WHAT THE EXERCISE ASKS >> Please find every line in the entries below that contains the string "matches", and copy it.

━━━━━━━━

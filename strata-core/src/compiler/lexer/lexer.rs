//! Hand-written scanner over a (sub)range of a unit's text

use super::token_kind::TokenKind;
use super::{Coordinate, Token};
use std::ops::Range;

pub struct Lexer<'a> {
    source: &'a str,
    pos: usize,
    end: usize,
    line: usize,
    column: usize,
}

impl<'a> Lexer<'a> {
    pub fn new(source: &'a str) -> Self {
        Self {
            source,
            pos: 0,
            end: source.len(),
            line: 1,
            column: 1,
        }
    }

    /// Scan only `range`, reporting positions as if scanning started at `start`
    ///
    /// Used to materialize deferred method bodies with their real line numbers.
    pub fn for_range(source: &'a str, range: Range<usize>, start: Coordinate) -> Self {
        let end = range.end.min(source.len());
        Self {
            source,
            pos: range.start.min(end),
            end,
            line: start.line,
            column: start.column,
        }
    }

    /// Scan everything into `out`; the last token is always `Eof`
    pub fn tokenize_into(mut self, out: &mut Vec<Token>) {
        loop {
            let token = self.next_token();
            let done = token.kind == TokenKind::Eof;
            out.push(token);
            if done {
                break;
            }
        }
    }

    fn peek(&self) -> Option<char> {
        if self.pos >= self.end {
            return None;
        }
        self.source[self.pos..self.end].chars().next()
    }

    fn peek_second(&self) -> Option<char> {
        let mut chars = self.source[self.pos..self.end].chars();
        chars.next();
        chars.next()
    }

    fn bump(&mut self) -> Option<char> {
        let c = self.peek()?;
        self.pos += c.len_utf8();
        if c == '\n' {
            self.line += 1;
            self.column = 1;
        } else {
            self.column += 1;
        }
        Some(c)
    }

    fn skip_trivia(&mut self) {
        loop {
            match self.peek() {
                Some(c) if c.is_whitespace() => {
                    self.bump();
                }
                Some('/') if self.peek_second() == Some('/') => {
                    while let Some(c) = self.peek() {
                        if c == '\n' {
                            break;
                        }
                        self.bump();
                    }
                }
                _ => return,
            }
        }
    }

    fn next_token(&mut self) -> Token {
        self.skip_trivia();

        let start = self.pos;
        let coordinate = Coordinate {
            line: self.line,
            column: self.column,
        };

        let Some(c) = self.bump() else {
            return Token {
                kind: TokenKind::Eof,
                text: String::new(),
                span: start..start,
                coordinate,
            };
        };

        let kind = match c {
            c if c.is_ascii_alphabetic() || c == '_' => {
                while matches!(self.peek(), Some(n) if n.is_ascii_alphanumeric() || n == '_') {
                    self.bump();
                }
                TokenKind::keyword(&self.source[start..self.pos]).unwrap_or(TokenKind::Identifier)
            }
            c if c.is_ascii_digit() => {
                while matches!(self.peek(), Some(n) if n.is_ascii_digit()) {
                    self.bump();
                }
                TokenKind::LiteralInteger
            }
            '=' => self.pair('=', TokenKind::DoubleEqual, TokenKind::Equal),
            '!' => self.pair('=', TokenKind::ExclamationEqual, TokenKind::Exclamation),
            '<' => self.pair('=', TokenKind::LessThanEqual, TokenKind::LessThan),
            '>' => self.pair('=', TokenKind::GreaterThanEqual, TokenKind::GreaterThan),
            '&' => self.pair('&', TokenKind::DoubleAmpersand, TokenKind::Invalid),
            '|' => self.pair('|', TokenKind::DoublePipe, TokenKind::Invalid),
            '{' => TokenKind::LeftCurly,
            '}' => TokenKind::RightCurly,
            '(' => TokenKind::LeftParen,
            ')' => TokenKind::RightParen,
            ';' => TokenKind::Semicolon,
            ',' => TokenKind::Comma,
            '.' => TokenKind::Dot,
            '+' => TokenKind::Plus,
            '-' => TokenKind::Minus,
            '*' => TokenKind::Asterisk,
            '/' => TokenKind::Slash,
            _ => TokenKind::Invalid,
        };

        Token {
            kind,
            text: self.source[start..self.pos].to_string(),
            span: start..self.pos,
            coordinate,
        }
    }

    fn pair(&mut self, second: char, matched: TokenKind, single: TokenKind) -> TokenKind {
        if self.peek() == Some(second) {
            self.bump();
            matched
        } else {
            single
        }
    }
}

#[cfg(test)]
mod tests {
    use super::*;

    fn kinds(source: &str) -> Vec<TokenKind> {
        let mut tokens = Vec::new();
        Lexer::new(source).tokenize_into(&mut tokens);
        tokens.into_iter().map(|t| t.kind).collect()
    }

    #[test]
    fn test_keywords_and_identifiers() {
        assert_eq!(
            kinds("class Point extends Shape"),
            vec![
                TokenKind::Class,
                TokenKind::Identifier,
                TokenKind::Extends,
                TokenKind::Identifier,
                TokenKind::Eof
            ]
        );
    }

    #[test]
    fn test_operators() {
        assert_eq!(
            kinds("a <= b && !c || d != 1"),
            vec![
                TokenKind::Identifier,
                TokenKind::LessThanEqual,
                TokenKind::Identifier,
                TokenKind::DoubleAmpersand,
                TokenKind::Exclamation,
                TokenKind::Identifier,
                TokenKind::DoublePipe,
                TokenKind::Identifier,
                TokenKind::ExclamationEqual,
                TokenKind::LiteralInteger,
                TokenKind::Eof
            ]
        );
    }

    #[test]
    fn test_comments_and_positions() {
        let mut tokens = Vec::new();
        Lexer::new("// header\n  int x;").tokenize_into(&mut tokens);

        assert_eq!(tokens[0].kind, TokenKind::Int);
        assert_eq!(tokens[0].coordinate, Coordinate { line: 2, column: 3 });
        assert_eq!(tokens[1].text, "x");
        assert_eq!(tokens[1].span, 16..17);
    }

    #[test]
    fn test_invalid_characters() {
        assert_eq!(
            kinds("a # b & c"),
            vec![
                TokenKind::Identifier,
                TokenKind::Invalid,
                TokenKind::Identifier,
                TokenKind::Invalid,
                TokenKind::Identifier,
                TokenKind::Eof
            ]
        );
    }

    #[test]
    fn test_range_scan_keeps_coordinates() {
        let source = "class A {\n  void m() { return; }\n}";
        let start = source.find("{ return").unwrap();
        let end = source.find("}\n}").unwrap() + 1;

        let mut tokens = Vec::new();
        Lexer::for_range(source, start..end, Coordinate { line: 2, column: 12 })
            .tokenize_into(&mut tokens);

        assert_eq!(tokens[0].kind, TokenKind::LeftCurly);
        assert_eq!(tokens[1].kind, TokenKind::Return);
        assert_eq!(tokens[1].coordinate, Coordinate { line: 2, column: 14 });
        assert_eq!(tokens.last().map(|t| t.kind), Some(TokenKind::Eof));
        assert_eq!(tokens.len(), 5);
    }
}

━━━━━━━━

RESULT OF THE TASK >>
                while matches!(self.peek(), Some(n) if n.is_ascii_alphanumeric() || n == '_') {
                while matches!(self.peek(), Some(n) if n.is_ascii_digit()) {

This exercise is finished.